DIRECTIONS
Your answer should consist only of the lines below from the one with "a valid signature." through the one with "Error, Serialize, Deserialize)]", copied exactly.

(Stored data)
-------------------------

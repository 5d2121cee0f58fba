//! Error taxonomy for pipeline steps.

use crate::pipeline::Step;
use serde::{Deserialize, Serialize};
use std::fmt;
use thiserror::Error;

/// Kinds of failure a step can end in.
#[derive(Debug, Clone, Copy, PartialEq, Eq, Hash, Serialize, Deserialize)]
#[serde(rename_all = "snake_case")]
pub enum ErrorKind {
	/// No wallet signer is available.
	NoWallet,
	/// The user denied account access.
	UserRejected,
	/// The wallet is on a different chain and could not be switched.
	ChainMismatch,
	/// The amount is not a positive number of at least one unit.
	InvalidAmount,
	/// The permit nonce moved between fetch and submission.
	NonceStale,
	/// The wallet refused or failed to produce a valid signature.
	SignatureRejected,
	/// The relay intake rejected the permit.
	VerificationRejected,
	/// The relay could not execute the permit.
	RelaySubmissionFailed,
	/// The executor reported a reverted swap.
	ExecutionFailed,
	/// A step exceeded its time bound.
	Timeout,
	/// The relay succeeded but execution never resolved.
	InconsistentState,
}

impl ErrorKind {
	pub fn as_str(&self) -> &'static str {
		match self {
			ErrorKind::NoWallet => "NoWallet",
			ErrorKind::UserRejected => "UserRejected",
			ErrorKind::ChainMismatch => "ChainMismatch",
			ErrorKind::InvalidAmount => "InvalidAmount",
			ErrorKind::NonceStale => "NonceStale",
			ErrorKind::SignatureRejected => "SignatureRejected",
			ErrorKind::VerificationRejected => "VerificationRejected",
			ErrorKind::RelaySubmissionFailed => "RelaySubmissionFailed",
			ErrorKind::ExecutionFailed => "ExecutionFailed",
			ErrorKind::Timeout => "Timeout",
			ErrorKind::InconsistentState => "InconsistentState",
		}
	}
}

impl fmt::Display for ErrorKind {
	fn fmt(&self, f: &mut fmt::Formatter<'_>) -> fmt::Result {
		f.write_str(self.as_str())
	}
}

/// A failed step with its kind and a human readable cause.
#[derive(Debug, Clone, PartialEq, Eq, Error, Serialize, Deserialize)]
#[error("{step} failed with {kind}: {message}")]
pub struct StepFailure {
	pub step: Step,
	pub kind: ErrorKind,
	pub message: String,
}

impl StepFailure {
	pub fn new(step: Step, kind: ErrorKind, message: impl Into<String>) -> Self {
		Self {
			step,
			kind,
			message: message.into(),
		}
	}
}
use std::sync::Arc;
use swap_account::implementations::local::create_wallet;
use swap_account::WalletInterface;
use swap_config::WalletConfig;
use swap_types::ChainId;

/// Builds the local wallet from `SWAP_PRIVATE_KEY` / `[wallet]`.
///
/// Returns `None` when no key is configured; swaps then stop at `connect`.
pub fn create(
	config: &WalletConfig,
	default_chain: ChainId,
) -> Option<Result<Arc<dyn WalletInterface>, String>> {
	let key = config.private_key.as_ref()?;
	let chain_id = config.chain_id.unwrap_or(default_chain);
	Some(
		create_wallet(key.expose(), chain_id)
			.map(Arc::from)
			.map_err(|e| format!("Failed to create wallet: {}", e)),
	)
}
use std::sync::Arc;
use std::time::Duration;
use swap_config::ExecutorConfig;
use swap_executor::implementations::http::create_executor;
use swap_executor::ExecutorInterface;

pub fn create(config: &ExecutorConfig) -> Result<Arc<dyn ExecutorInterface>, String> {
	create_executor(
		&config.base_url,
		config.api_key.as_ref().map(|key| key.expose().to_string()),
		Duration::from_secs(config.request_timeout_secs),
	)
	.map(Arc::from)
	.map_err(|e| format!("Failed to create executor client: {}", e))
}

-------------------------

ANSWER FOR THIS EXERCISE
	/// The wallet refused or failed to produce a valid signature.
	SignatureRejected,
	/// The relay intake rejected the permit.
	VerificationRejected,
	/// The relay could not execute the permit.
	RelaySubmissionFailed,
	/// The executor reported a reverted swap.
	ExecutionFailed,
	/// A step exceeded its time bound.
	Timeout,
	/// The relay succeeded but execution never resolved.
	InconsistentState,
}

impl ErrorKind {
	pub fn as_str(&self) -> &'static str {
		match self {
			ErrorKind::NoWallet => "NoWallet",
			ErrorKind::UserRejected => "UserRejected",
			ErrorKind::ChainMismatch => "ChainMismatch",
			ErrorKind::InvalidAmount => "InvalidAmount",
			ErrorKind::NonceStale => "NonceStale",
			ErrorKind::SignatureRejected => "SignatureRejected",
			ErrorKind::VerificationRejected => "VerificationRejected",
			ErrorKind::RelaySubmissionFailed => "RelaySubmissionFailed",
			ErrorKind::ExecutionFailed => "ExecutionFailed",
			ErrorKind::Timeout => "Timeout",
			ErrorKind::InconsistentState => "InconsistentState",
		}
	}
}

impl fmt::Display for ErrorKind {
	fn fmt(&self, f: &mut fmt::Formatter<'_>) -> fmt::Result {
		f.write_str(self.as_str())
	}
}

/// A failed step with its kind and a human readable cause.
#[derive(Debug, Clone, PartialEq, Eq, Error, Serialize, Deserialize)]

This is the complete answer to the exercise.